══ Data

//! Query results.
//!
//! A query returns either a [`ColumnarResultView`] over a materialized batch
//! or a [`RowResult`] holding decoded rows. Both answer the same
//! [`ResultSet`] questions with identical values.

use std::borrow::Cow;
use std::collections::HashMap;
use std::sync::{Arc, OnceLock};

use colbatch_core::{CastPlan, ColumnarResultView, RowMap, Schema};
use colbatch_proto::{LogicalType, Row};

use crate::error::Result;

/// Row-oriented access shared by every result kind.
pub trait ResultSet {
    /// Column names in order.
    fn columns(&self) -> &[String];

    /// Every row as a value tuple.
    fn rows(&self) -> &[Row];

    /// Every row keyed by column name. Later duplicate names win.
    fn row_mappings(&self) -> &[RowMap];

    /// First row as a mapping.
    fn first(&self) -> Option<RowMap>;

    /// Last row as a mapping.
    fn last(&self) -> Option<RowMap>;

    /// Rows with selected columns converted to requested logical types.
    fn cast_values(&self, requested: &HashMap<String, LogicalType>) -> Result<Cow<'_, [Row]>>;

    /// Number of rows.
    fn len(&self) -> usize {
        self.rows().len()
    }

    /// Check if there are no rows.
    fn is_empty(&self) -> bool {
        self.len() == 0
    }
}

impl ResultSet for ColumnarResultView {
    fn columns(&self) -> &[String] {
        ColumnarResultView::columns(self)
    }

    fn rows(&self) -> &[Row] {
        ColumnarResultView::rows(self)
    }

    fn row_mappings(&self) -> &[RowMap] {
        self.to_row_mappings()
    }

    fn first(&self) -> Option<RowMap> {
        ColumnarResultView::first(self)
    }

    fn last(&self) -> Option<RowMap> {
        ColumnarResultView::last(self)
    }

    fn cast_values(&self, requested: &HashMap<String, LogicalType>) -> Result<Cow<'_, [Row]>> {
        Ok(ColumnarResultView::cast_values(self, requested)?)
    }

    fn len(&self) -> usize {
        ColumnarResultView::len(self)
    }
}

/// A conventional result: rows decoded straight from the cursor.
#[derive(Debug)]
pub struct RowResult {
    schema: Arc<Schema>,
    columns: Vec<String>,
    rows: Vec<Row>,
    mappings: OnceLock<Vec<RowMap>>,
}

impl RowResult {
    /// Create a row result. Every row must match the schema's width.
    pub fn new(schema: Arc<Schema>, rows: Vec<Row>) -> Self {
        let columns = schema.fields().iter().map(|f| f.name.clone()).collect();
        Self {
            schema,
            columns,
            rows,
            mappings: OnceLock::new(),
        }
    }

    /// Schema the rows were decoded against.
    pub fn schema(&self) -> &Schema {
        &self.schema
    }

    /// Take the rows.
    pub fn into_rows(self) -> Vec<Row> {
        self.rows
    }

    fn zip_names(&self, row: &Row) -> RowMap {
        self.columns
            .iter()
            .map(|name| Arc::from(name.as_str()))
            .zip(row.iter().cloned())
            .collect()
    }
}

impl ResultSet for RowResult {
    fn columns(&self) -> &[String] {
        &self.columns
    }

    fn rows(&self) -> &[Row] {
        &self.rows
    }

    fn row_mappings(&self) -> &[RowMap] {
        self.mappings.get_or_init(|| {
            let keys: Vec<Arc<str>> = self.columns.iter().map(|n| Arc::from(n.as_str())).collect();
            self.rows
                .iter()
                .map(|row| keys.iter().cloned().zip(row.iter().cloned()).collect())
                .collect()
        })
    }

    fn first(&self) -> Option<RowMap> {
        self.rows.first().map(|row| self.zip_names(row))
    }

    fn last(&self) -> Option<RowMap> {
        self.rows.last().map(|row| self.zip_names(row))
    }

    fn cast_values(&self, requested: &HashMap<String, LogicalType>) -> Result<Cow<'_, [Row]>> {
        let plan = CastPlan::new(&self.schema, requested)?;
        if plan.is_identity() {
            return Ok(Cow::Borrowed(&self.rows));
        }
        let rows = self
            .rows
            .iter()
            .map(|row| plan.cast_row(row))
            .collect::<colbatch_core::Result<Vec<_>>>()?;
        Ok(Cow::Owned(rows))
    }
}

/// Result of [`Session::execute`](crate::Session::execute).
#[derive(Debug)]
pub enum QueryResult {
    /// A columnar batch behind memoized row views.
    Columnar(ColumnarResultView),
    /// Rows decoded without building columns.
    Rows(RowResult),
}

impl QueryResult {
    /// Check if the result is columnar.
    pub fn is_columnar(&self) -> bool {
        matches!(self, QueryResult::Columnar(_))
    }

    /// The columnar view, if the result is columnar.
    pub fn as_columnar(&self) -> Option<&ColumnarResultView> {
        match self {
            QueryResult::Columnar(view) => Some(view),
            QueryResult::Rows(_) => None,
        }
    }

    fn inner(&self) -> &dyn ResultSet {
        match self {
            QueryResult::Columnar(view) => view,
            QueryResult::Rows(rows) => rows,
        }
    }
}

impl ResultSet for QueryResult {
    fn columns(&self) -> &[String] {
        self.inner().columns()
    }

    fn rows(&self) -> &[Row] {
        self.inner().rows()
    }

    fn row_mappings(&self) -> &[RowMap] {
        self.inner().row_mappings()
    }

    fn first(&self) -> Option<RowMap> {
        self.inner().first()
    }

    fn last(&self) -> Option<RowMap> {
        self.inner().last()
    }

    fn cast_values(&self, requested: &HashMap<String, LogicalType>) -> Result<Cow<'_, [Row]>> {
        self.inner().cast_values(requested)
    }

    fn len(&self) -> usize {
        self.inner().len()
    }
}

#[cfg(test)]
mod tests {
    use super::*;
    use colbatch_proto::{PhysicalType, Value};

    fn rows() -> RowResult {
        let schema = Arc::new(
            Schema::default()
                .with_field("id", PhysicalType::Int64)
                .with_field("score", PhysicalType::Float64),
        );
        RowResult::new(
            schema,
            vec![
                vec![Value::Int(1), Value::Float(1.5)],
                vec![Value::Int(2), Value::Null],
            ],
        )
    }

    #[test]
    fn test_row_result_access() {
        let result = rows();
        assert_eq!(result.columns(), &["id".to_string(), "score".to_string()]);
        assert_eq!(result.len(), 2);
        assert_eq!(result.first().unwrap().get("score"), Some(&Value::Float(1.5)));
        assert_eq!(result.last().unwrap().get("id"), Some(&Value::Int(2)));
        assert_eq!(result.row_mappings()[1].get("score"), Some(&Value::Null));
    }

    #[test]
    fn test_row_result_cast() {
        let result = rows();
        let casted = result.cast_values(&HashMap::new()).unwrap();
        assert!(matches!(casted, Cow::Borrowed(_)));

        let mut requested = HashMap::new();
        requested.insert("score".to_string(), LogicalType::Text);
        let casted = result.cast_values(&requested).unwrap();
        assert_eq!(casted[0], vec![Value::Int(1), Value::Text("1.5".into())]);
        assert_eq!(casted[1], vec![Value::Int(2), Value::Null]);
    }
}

════
══ Data

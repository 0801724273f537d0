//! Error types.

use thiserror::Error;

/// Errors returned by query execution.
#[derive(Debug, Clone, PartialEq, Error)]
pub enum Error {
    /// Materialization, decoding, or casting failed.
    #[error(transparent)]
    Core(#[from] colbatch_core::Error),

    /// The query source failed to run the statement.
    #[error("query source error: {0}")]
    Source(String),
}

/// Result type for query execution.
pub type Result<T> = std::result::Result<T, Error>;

════
══ Data

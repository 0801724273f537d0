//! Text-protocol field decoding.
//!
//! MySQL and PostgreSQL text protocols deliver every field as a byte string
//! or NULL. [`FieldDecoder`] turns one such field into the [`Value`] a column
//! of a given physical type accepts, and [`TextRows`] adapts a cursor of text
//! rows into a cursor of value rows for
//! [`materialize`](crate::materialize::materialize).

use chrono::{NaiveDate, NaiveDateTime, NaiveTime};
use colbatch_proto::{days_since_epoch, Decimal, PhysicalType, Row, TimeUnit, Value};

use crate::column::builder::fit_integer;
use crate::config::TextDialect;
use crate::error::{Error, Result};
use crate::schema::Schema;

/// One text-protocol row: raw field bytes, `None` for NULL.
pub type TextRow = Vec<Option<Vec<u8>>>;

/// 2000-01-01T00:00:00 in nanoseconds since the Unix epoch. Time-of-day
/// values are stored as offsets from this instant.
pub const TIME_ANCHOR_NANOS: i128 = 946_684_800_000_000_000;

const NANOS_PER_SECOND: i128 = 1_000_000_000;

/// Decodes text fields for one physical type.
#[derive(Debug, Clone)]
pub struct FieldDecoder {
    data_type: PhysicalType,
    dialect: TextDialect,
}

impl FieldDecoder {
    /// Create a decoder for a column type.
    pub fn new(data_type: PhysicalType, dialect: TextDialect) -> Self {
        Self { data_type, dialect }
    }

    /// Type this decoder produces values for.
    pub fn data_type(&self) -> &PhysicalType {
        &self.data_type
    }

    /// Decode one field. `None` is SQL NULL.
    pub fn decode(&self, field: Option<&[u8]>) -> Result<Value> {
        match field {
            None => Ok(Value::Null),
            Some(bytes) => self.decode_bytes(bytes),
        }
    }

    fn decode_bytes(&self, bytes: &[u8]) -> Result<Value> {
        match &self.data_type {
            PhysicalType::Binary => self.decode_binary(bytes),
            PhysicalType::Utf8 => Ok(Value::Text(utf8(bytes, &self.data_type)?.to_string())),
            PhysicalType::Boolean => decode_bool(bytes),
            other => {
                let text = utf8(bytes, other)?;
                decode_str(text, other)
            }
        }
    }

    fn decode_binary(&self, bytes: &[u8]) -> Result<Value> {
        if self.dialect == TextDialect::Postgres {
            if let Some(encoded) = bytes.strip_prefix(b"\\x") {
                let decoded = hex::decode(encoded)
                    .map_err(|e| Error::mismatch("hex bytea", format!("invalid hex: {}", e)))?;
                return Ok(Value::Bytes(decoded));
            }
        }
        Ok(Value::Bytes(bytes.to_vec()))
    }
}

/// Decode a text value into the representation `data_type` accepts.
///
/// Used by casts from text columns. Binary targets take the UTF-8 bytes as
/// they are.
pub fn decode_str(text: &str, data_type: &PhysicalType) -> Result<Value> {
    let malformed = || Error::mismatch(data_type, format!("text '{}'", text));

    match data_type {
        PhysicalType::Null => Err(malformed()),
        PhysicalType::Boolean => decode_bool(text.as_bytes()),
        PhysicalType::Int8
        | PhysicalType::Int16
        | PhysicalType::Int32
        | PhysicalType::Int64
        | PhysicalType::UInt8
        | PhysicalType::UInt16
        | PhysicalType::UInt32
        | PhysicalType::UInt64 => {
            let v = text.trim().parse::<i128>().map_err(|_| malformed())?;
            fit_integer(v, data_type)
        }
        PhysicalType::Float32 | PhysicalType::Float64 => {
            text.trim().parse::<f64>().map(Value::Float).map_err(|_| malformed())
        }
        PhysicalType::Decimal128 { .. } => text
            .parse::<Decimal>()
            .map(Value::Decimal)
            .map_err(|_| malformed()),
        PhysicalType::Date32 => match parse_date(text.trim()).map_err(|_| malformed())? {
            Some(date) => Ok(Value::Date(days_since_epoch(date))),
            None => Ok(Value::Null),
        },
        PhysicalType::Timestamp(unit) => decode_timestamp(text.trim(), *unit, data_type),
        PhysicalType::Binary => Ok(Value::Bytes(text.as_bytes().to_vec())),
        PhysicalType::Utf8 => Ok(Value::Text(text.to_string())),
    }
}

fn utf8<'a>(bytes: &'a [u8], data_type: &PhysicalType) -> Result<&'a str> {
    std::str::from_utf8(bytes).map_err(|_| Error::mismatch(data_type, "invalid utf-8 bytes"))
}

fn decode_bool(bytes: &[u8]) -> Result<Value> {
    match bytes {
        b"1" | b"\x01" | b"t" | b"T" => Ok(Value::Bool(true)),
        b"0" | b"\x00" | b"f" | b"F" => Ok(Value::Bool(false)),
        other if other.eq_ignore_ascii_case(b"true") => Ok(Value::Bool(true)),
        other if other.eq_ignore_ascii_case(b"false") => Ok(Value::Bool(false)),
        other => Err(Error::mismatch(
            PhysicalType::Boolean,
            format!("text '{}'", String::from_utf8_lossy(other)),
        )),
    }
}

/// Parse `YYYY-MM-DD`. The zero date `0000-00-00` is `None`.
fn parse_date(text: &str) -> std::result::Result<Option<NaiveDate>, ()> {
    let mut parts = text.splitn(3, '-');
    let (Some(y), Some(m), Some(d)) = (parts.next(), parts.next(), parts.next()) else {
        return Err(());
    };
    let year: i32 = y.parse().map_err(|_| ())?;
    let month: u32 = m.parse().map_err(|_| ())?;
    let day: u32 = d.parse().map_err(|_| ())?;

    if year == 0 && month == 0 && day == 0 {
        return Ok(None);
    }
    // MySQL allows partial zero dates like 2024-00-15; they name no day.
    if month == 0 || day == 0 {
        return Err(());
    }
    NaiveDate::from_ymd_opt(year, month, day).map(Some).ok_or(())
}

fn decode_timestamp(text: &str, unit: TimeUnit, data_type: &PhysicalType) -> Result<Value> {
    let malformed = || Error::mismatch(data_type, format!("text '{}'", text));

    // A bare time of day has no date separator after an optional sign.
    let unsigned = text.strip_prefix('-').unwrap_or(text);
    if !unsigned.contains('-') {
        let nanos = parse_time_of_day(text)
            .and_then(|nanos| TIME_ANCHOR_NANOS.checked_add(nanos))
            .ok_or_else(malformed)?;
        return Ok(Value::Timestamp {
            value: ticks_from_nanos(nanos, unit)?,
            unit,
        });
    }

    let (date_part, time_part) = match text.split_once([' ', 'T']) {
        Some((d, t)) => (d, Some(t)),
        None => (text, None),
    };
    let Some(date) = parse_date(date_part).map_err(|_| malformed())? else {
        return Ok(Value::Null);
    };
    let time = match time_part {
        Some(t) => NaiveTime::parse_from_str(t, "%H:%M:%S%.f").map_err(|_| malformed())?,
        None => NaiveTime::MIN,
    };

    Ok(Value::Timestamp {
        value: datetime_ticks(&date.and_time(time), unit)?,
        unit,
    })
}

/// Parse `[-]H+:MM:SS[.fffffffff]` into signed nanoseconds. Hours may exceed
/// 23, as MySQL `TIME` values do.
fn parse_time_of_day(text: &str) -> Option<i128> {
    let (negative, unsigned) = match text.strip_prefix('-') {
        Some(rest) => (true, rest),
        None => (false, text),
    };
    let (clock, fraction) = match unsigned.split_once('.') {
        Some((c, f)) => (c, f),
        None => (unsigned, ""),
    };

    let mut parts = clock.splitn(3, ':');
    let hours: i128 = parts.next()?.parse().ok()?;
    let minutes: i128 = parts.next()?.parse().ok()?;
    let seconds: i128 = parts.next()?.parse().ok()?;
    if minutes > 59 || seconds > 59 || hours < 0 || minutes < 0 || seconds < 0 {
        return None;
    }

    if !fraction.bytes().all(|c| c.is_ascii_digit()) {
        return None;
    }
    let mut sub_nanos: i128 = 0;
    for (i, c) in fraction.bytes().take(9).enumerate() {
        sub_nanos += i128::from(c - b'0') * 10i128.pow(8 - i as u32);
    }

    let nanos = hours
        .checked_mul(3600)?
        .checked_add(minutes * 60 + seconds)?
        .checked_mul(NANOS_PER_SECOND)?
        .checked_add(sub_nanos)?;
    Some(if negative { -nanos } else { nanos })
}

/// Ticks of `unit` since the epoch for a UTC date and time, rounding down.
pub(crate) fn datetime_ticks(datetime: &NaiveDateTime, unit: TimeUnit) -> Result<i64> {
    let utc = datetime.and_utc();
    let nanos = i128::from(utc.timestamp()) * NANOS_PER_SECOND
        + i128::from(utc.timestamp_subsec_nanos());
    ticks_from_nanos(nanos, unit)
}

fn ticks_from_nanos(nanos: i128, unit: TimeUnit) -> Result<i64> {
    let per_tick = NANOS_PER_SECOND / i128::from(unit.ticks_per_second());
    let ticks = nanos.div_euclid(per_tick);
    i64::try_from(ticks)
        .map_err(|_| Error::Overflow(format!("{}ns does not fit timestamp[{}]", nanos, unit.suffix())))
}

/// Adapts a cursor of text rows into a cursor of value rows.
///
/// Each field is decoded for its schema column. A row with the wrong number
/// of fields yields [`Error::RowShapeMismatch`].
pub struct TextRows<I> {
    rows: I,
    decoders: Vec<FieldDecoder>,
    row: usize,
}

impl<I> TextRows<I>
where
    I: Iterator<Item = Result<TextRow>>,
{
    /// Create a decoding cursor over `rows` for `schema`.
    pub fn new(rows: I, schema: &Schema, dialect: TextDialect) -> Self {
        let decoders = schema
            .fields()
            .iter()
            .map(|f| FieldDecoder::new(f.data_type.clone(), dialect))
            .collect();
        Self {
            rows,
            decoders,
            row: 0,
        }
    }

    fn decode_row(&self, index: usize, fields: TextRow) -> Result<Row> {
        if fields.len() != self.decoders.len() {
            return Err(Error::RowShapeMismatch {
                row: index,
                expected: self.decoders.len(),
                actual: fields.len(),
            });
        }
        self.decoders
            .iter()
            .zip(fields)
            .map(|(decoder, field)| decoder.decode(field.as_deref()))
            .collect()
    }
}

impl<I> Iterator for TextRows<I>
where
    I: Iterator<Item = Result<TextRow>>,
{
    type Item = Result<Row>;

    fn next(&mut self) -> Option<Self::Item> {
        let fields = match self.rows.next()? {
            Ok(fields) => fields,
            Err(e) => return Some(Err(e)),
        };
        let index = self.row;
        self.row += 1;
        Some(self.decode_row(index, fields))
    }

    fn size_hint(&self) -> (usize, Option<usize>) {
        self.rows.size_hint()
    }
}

════

- **Activity**: Copy each line in the entries above where "index" turns up.

- **Result of this exercise**:
    fn decode_row(&self, index: usize, fields: TextRow) -> Result<Row> {
                row: index,
        let index = self.row;
        Some(self.decode_row(index, fields))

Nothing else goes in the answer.